General rejects claims IRA holding weapons

GENERAL John de Chastelain was at the centre of a new row in the North last night after rejecting security force claims that the IRA is retaining weapons.

Even though the disarmament chief has been backed by gardaí, his assessment was also challenged by the Independent Monitoring Commission (IMC).

The IMC, which confirmed high levels of IRA spying, money laundering and smuggling following the declaration to end its terrorist campaign last summer, said last night it had reports the provisionals still had access to a range of guns.

When the IRA carried out a final act of decommissioning last September, General de Chastelain, head of the Independent International Commission on Decommissioning, said he was satisfied every gun under provo control had been put beyond use.

Last month, however, he was told by police in the North they had intelligence that some IRA men had retained a range of weapons, including handguns.

He then carried out his own investigation which included meetings with a provo representative who, he claimed, assured him all arms had been dumped and none hidden away.

Senior gardaí also insisted there was no intelligence suggesting any weapons had been retained.

But it was clear last night there are significantly differing views in Belfast and Dublin on the assessment of the IRA’s arms capability.

Lord Alderdice, one of the four men sitting on the IMC, declared: “We could not share the same level of confidence that he (General de Chastelain) expressed that all weapons were decommissioned.”

The IRA issued a statement denying it had gone back on the July declaration to end its campaign and dump its guns.

The offices of Mr Orde and General de Chastelain refused to comment.

But one authoritative security source in Belfast said last night: “There is something about all of this which really stinks.”

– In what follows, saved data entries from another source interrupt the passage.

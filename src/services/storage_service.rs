use std::collections::HashMap;
use std::path::PathBuf;
use std::sync::{Arc, Mutex};

use crate::error::{Error, Result};
use crate::models::answer::AnswerSet;

/// String key-value medium the quiz state lives in.
#[cfg_attr(test, mockall::automock)]
pub trait KeyValueStore: Send + Sync {
    fn get_item(&self, key: &str) -> Result<Option<String>>;
    fn set_item(&self, key: &str, value: &str) -> Result<()>;
}

/// One `<key>.json` file per key under `root`.
#[derive(Debug, Clone)]
pub struct FileStore {
    root: PathBuf,
}

impl FileStore {
    pub fn new(root: impl Into<PathBuf>) -> Self {
        Self { root: root.into() }
    }

    fn path_for(&self, key: &str) -> PathBuf {
        self.root.join(format!("{}.json", key))
    }
}

impl KeyValueStore for FileStore {
    fn get_item(&self, key: &str) -> Result<Option<String>> {
        match std::fs::read_to_string(self.path_for(key)) {
            Ok(raw) => Ok(Some(raw)),
            Err(e) if e.kind() == std::io::ErrorKind::NotFound => Ok(None),
            Err(e) => Err(e.into()),
        }
    }

    fn set_item(&self, key: &str, value: &str) -> Result<()> {
        std::fs::create_dir_all(&self.root)?;
        let path = self.path_for(key);
        let tmp = path.with_extension("json.tmp");
        std::fs::write(&tmp, value)?;
        if let Err(e) = std::fs::rename(&tmp, &path) {
            std::fs::remove_file(&tmp).ok();
            return Err(e.into());
        }
        Ok(())
    }
}

#[derive(Debug, Default)]
pub struct MemoryStore {
    items: Mutex<HashMap<String, String>>,
}

impl MemoryStore {
    pub fn new() -> Self {
        Self::default()
    }
}

impl KeyValueStore for MemoryStore {
    fn get_item(&self, key: &str) -> Result<Option<String>> {
        let items = self
            .items
            .lock()
            .map_err(|_| Error::Storage("memory store lock poisoned".to_string()))?;
        Ok(items.get(key).cloned())
    }

    fn set_item(&self, key: &str, value: &str) -> Result<()> {
        let mut items = self
            .items
            .lock()
            .map_err(|_| Error::Storage("memory store lock poisoned".to_string()))?;
        items.insert(key.to_string(), value.to_string());
        Ok(())
    }
}

pub fn encode_answers(answers: &AnswerSet) -> Result<String> {
    Ok(serde_json::to_string(answers)?)
}

/// Missing or malformed input decodes to the all-unanswered set.
pub fn decode_answers(raw: Option<&str>) -> AnswerSet {
    match raw {
        Some(raw) => serde_json::from_str(raw).unwrap_or_else(|e| {
            tracing::warn!(error = %e, "Discarding corrupt persisted quiz state");
            AnswerSet::empty()
        }),
        None => AnswerSet::empty(),
    }
}

/// Best-effort persistence of the answer set under a single fixed key.
#[derive(Clone)]
pub struct StorageService {
    store: Arc<dyn KeyValueStore>,
    key: String,
}

impl StorageService {
    pub fn new(store: Arc<dyn KeyValueStore>, key: impl Into<String>) -> Self {
        Self {
            store,
            key: key.into(),
        }
    }

    pub fn key(&self) -> &str {
        &self.key
    }

    pub fn load_answers(&self) -> AnswerSet {
        match self.store.get_item(&self.key) {
            Ok(raw) => decode_answers(raw.as_deref()),
            Err(e) => {
                tracing::warn!(error = %e, key = %self.key, "Quiz state unreadable, starting fresh");
                AnswerSet::empty()
            }
        }
    }

    pub fn save_answers(&self, answers: &AnswerSet) {
        let result = encode_answers(answers).and_then(|raw| self.store.set_item(&self.key, &raw));
        if let Err(e) = result {
            tracing::warn!(error = %e, key = %self.key, "Failed to persist quiz state");
        }
    }
}
use chrono::{DateTime, SecondsFormat, Utc};

pub fn now() -> DateTime<Utc> {
    Utc::now()
}

/// `2024-03-01T12:30:00.000Z`: millisecond precision, `Z` suffix.
pub fn to_iso8601(dt: DateTime<Utc>) -> String {
    dt.to_rfc3339_opts(SecondsFormat::Millis, true)
}

pub fn epoch_millis(dt: DateTime<Utc>) -> i64 {
    dt.timestamp_millis()
}
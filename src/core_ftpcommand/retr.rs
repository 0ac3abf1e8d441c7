use log::{error, info, warn};
use tokio::fs::File;
use tokio::net::tcp::OwnedWriteHalf;

use crate::config::Config;
use crate::core_network::broker;
use crate::core_reply::send_response;
use crate::core_sandbox;
use crate::core_transfer::{self, engine};
use crate::session::Session;

/// Handles the RETR (Retrieve) FTP command.
///
/// The file is resolved and opened before the 150 so a missing or unreadable
/// file is still a clean 550. Once the 150 is out, failures become 451 and
/// the final reply closes the 150/226 bracket.
pub async fn handle_retr_command(
    writer: &mut OwnedWriteHalf,
    config: &Config,
    session: &mut Session,
    arg: String,
) -> Result<(), std::io::Error> {
    if arg.is_empty() {
        warn!("RETR command received with no arguments");
        return send_response(writer, b"501 Syntax error in parameters or arguments.\r\n").await;
    }

    let Some(endpoint) = session.pending_data_endpoint.take() else {
        return send_response(writer, b"425 Can't open data connection.\r\n").await;
    };

    let file_path =
        match core_sandbox::resolve_existing(&session.root_dir, &session.current_dir, &arg) {
            Ok(path) => path,
            Err(e) => {
                warn!("RETR rejected: {}", e);
                return send_response(writer, e.to_ftp_reply()).await;
            }
        };

    if !file_path.is_file() {
        return send_response(writer, b"550 No such file or directory.\r\n").await;
    }

    let file = match File::open(&file_path).await {
        Ok(file) => file,
        Err(e) => {
            warn!("Could not open {:?}: {}", file_path, e);
            return send_response(writer, b"550 File not found.\r\n").await;
        }
    };

    send_response(
        writer,
        b"150 File status okay; about to open data connection.\r\n",
    )
    .await?;

    let data_stream = match broker::open_data_connection(config.server.data_source_port, endpoint)
        .await
    {
        Ok(stream) => stream,
        Err(e) => {
            error!("Data connection to {}:{} failed: {}", endpoint.0, endpoint.1, e);
            return send_response(
                writer,
                b"451 Requested action aborted: local error in processing.\r\n",
            )
            .await;
        }
    };

    info!("Sending file {:?}", file_path);
    let worker = engine::spawn_retr_worker(data_stream, file, config.server.transfer_buffer_size);
    let reply = core_transfer::final_reply(worker).await;
    send_response(writer, reply).await
}
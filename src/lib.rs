pub mod config;
pub mod constants;
pub mod core_auth;
pub mod core_cli;
pub mod core_ftpcommand;
pub mod core_network;
pub mod core_reply;
pub mod core_sandbox;
pub mod core_transfer;
pub mod server;
pub mod session;
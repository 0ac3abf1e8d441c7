use anyhow::{Context, Result};
use log::{info, warn};
use std::fs::File;
use std::io::{BufRead, BufReader};
use std::path::Path;

use crate::constants::MAX_CREDENTIAL_LENGTH;

/// One record of the credential file.
#[derive(Debug, Clone)]
struct UserRecord {
    username: String,
    password: String,
}

/// Read-only credential store, loaded once at startup.
///
/// The backing file is a two-column CSV, one `username,password` record per
/// line with no header. A trailing CR is tolerated. Empty and malformed lines
/// are skipped. Duplicate usernames keep the first record.
#[derive(Debug, Default)]
pub struct UserStore {
    users: Vec<UserRecord>,
}

impl UserStore {
    pub fn load(path: &Path) -> Result<Self> {
        let file = File::open(path)
            .with_context(|| format!("Failed to open user file: {}", path.display()))?;
        let store = Self::from_reader(BufReader::new(file))?;
        info!(
            "Loaded {} user(s) from {}",
            store.users.len(),
            path.display()
        );
        Ok(store)
    }

    pub fn from_reader<R: BufRead>(reader: R) -> Result<Self> {
        let mut users = Vec::new();
        for (lineno, line) in reader.lines().enumerate() {
            let line = line.context("Failed to read user file")?;
            let line = line.trim_end_matches('\r');
            if line.is_empty() {
                continue;
            }
            match parse_record(line) {
                Some(record) => users.push(record),
                None => warn!("Skipping malformed user record on line {}", lineno + 1),
            }
        }
        Ok(Self { users })
    }

    /// Looks up the password of `username`. First match wins.
    pub fn lookup(&self, username: &str) -> Option<&str> {
        self.users
            .iter()
            .find(|record| record.username == username)
            .map(|record| record.password.as_str())
    }

    /// Exact byte comparison of both columns.
    pub fn verify(&self, username: &str, password: &str) -> bool {
        self.lookup(username) == Some(password)
    }

    pub fn is_empty(&self) -> bool {
        self.users.is_empty()
    }
}

fn parse_record(line: &str) -> Option<UserRecord> {
    let mut fields = line.split(',');
    let username = fields.next()?;
    let password = fields.next()?;
    if username.is_empty() || password.is_empty() {
        return None;
    }
    if username.len() > MAX_CREDENTIAL_LENGTH || password.len() > MAX_CREDENTIAL_LENGTH {
        return None;
    }
    Some(UserRecord {
        username: username.to_string(),
        password: password.to_string(),
    })
}

#[cfg(test)]
mod tests {
    use super::*;
    use std::io::Cursor;

    fn store(data: &str) -> UserStore {
        UserStore::from_reader(Cursor::new(data.to_string())).unwrap()
    }

    #[test]
    fn parses_two_column_records() {
        let store = store("alice,wonderland\nbob,builder\n");
        assert_eq!(store.lookup("alice"), Some("wonderland"));
        assert_eq!(store.lookup("bob"), Some("builder"));
        assert_eq!(store.lookup("carol"), None);
    }

    #[test]
    fn tolerates_crlf_line_endings() {
        let store = store("alice,wonderland\r\nbob,builder\r\n");
        assert!(store.verify("alice", "wonderland"));
        assert!(store.verify("bob", "builder"));
    }

    #[test]
    fn skips_empty_and_malformed_lines() {
        let store = store("\nalice,wonderland\nno-comma-here\n,missinguser\nmissingpass,\n");
        assert!(store.verify("alice", "wonderland"));
        assert_eq!(store.lookup("no-comma-here"), None);
        assert_eq!(store.lookup(""), None);
        assert_eq!(store.lookup("missingpass"), None);
    }

    #[test]
    fn first_duplicate_wins() {
        let store = store("alice,first\nalice,second\n");
        assert_eq!(store.lookup("alice"), Some("first"));
        assert!(store.verify("alice", "first"));
        assert!(!store.verify("alice", "second"));
    }

    #[test]
    fn verify_is_exact() {
        let store = store("alice,wonderland\n");
        assert!(!store.verify("alice", "Wonderland"));
        assert!(!store.verify("Alice", "wonderland"));
        assert!(!store.verify("alice", "wonderland "));
    }

    #[test]
    fn rejects_overlong_fields() {
        let long = "x".repeat(50);
        let store = store(&format!("{},pw\nok,{}\nalice,wonderland\n", long, long));
        assert_eq!(store.lookup(&long), None);
        assert_eq!(store.lookup("ok"), None);
        assert!(store.verify("alice", "wonderland"));
    }

    #[test]
    fn extra_columns_are_ignored() {
        let store = store("alice,wonderland,extra\n");
        assert_eq!(store.lookup("alice"), Some("wonderland"));
    }
}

Northern Ireland Secretary Peter Hain and Foreign Affairs Minister Dermot Ahern are having talks with all the main political parties at Hillsborough Castle, Co Down, on Monday but the row over the latest IMC report has virtually killed off any hopes London and Dublin may have had of injecting any sort of momentum into the process.

Mr Orde is due to address his policing board in Belfast today when he is likely to be challenged by the Democratic Unionists Party.

Last night, DUP leader Rev Ian Paisley claimed the IMC report demonstrated just how ingrained criminality was in the IRA’s DNA.

“Not only does the IMC report prove that Sinn Féin/ IRA have not left crime and terror behind them and are nowhere near completing the transition from illegality to exclusively peaceful and democratic means, but it also proves that the DUP are right to rule out executive devolution,” he said.